I’m starting to see the lines between test categories. In a Rails context, our models are unit tested because we’re testing the class itself; are the validations working, can it handle currency in different formats, does the behavior change depending on state, etc. We do not test the capabilities to store data because it’s a responsiblity of the Rails Framework. Testing behavior that a language or framework provides is usually unneccessary and will bloat the test suite.

Effective Testing is saying Ledgers dependency on SQL is covered by an Integration spec. While Ledger’s behavior is tested in an Acceptence spec.

Martin Fowler has recently written about Integration Specs. It provides an in depth explanation of different ways people think of Integration Specs.


Running specs in random order unveils problems that we haven’t thought of. RSpec provides a way to repeat the random order by providing a seed which you can pass back rspec –seed 32043. RSpec provides us another handy trick, bisect. We can set the seed flag, pass –bisect and RSpec will isolate the required tests and their order to reproduce the issue.

A cost of bloated test suites is the time and attention it takes to read through specs and understand an issue when they pop up. Using bisect we can cut out the fluff and just get to the essentials of understanding the problem. This will help reduce the cognitive load of shifting through specs.

Metatags Revisited

We’ve been using metatags to filter examples that are run.
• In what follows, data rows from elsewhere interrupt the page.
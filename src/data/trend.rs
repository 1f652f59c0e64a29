//! Trend Data Module
//! Extracts numeric columns from a parsed table as named metric series.

use crate::data::CsvTable;

/// One metric line: the column's composite key and its values in row order.
#[derive(Debug, Clone, PartialEq)]
pub struct TrendSeries {
    pub name: String,
    pub values: Vec<f64>,
}

/// Metric records for the trend view.
///
/// Every column whose fields all parse as `f64` becomes one metric; the
/// first non-numeric column, if any, labels the x axis. Records keep
/// their original row order.
#[derive(Debug, Clone, Default)]
pub struct TrendData {
    pub x_labels: Vec<String>,
    pub metrics: Vec<TrendSeries>,
}

impl TrendData {
    pub fn from_table(table: &CsvTable) -> Self {
        let mut x_labels: Vec<String> = Vec::new();
        let mut metrics: Vec<TrendSeries> = Vec::new();

        if table.row_count() == 0 {
            return Self::default();
        }

        for (col, key) in table.keys().iter().enumerate() {
            let parsed: Option<Vec<f64>> = table
                .rows()
                .iter()
                .map(|row| row.get(col).and_then(|f| f.trim().parse::<f64>().ok()))
                .collect();

            match parsed {
                Some(values) => metrics.push(TrendSeries {
                    name: key.clone(),
                    values,
                }),
                None if x_labels.is_empty() => {
                    x_labels = table
                        .rows()
                        .iter()
                        .filter_map(|row| row.get(col).cloned())
                        .collect();
                }
                None => {}
            }
        }

        Self { x_labels, metrics }
    }

    pub fn is_empty(&self) -> bool {
        self.metrics.is_empty()
    }

    pub fn record_count(&self) -> usize {
        self.metrics.first().map(|m| m.values.len()).unwrap_or(0)
    }
}

#[cfg(test)]
mod tests {
    use super::*;

    #[test]
    fn numeric_columns_become_metrics() {
        let table =
            CsvTable::parse("run,avg,ok\nid,ms,count\nfirst,1.5,3\nsecond,2.0,4\n").unwrap();
        let trend = TrendData::from_table(&table);
        assert_eq!(trend.metrics.len(), 2);
        assert_eq!(trend.metrics[0].name, "avg-ms");
        assert_eq!(trend.metrics[0].values, vec![1.5, 2.0]);
        assert_eq!(trend.metrics[1].name, "ok-count");
        assert_eq!(trend.metrics[1].values, vec![3.0, 4.0]);
        assert_eq!(trend.record_count(), 2);
    }

    #[test]
    fn first_non_numeric_column_labels_the_axis() {
        let table = CsvTable::parse("run,avg\nid,ms\nfirst,1.5\nsecond,2.0\n").unwrap();
        let trend = TrendData::from_table(&table);
        assert_eq!(
            trend.x_labels,
            vec!["first".to_string(), "second".to_string()]
        );
    }

    #[test]
    fn table_without_numeric_columns_is_empty() {
        let table = CsvTable::parse("A,B\n1,2\nx,y\n").unwrap();
        let trend = TrendData::from_table(&table);
        assert!(trend.is_empty());
        assert_eq!(trend.record_count(), 0);
    }

    #[test]
    fn table_without_data_rows_is_empty() {
        let table = CsvTable::parse("A,B\n1,2\n").unwrap();
        assert!(TrendData::from_table(&table).is_empty());
    }
}
//! Categraph - CSV Category Counter & Trend Chart Viewer
//!
//! A Rust application for charting category counts and metric trends
//! from user-selected CSV files.

mod charts;
mod data;
mod gui;

use eframe::egui;
use gui::CategraphApp;

fn main() -> eframe::Result<()> {
    // Configure native options
    let options = eframe::NativeOptions {
        viewport: egui::ViewportBuilder::default()
            .with_inner_size([1200.0, 800.0])
            .with_min_inner_size([1000.0, 650.0])
            .with_title("Categraph"),
        ..Default::default()
    };

    // Run the application
    eframe::run_native(
        "Categraph",
        options,
        Box::new(|cc| Ok(Box::new(CategraphApp::new(cc)))),
    )
}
Chapter 6 demonstrates another trick. We can use metatags to run configuration steps on specific examples.

In our spec_helper we can define the following config:

  config.when_first_matching_example_defined(:db) do
    require_relative 'support/db'

Then any spec can include :db to run require and run the code in ‘support/db’.

     RSpec.describe 'Expense Tracker API', :db do

This is very handy. In the past I have needed to setup a mock web request for 30% of the test suite. I ended up putting it in a before hook in the config because it was faster than updating 30% of the examples. Using metatags is a cleaner solution: you only run the code that you need and the example declares it’s dependencies instead of hiding them.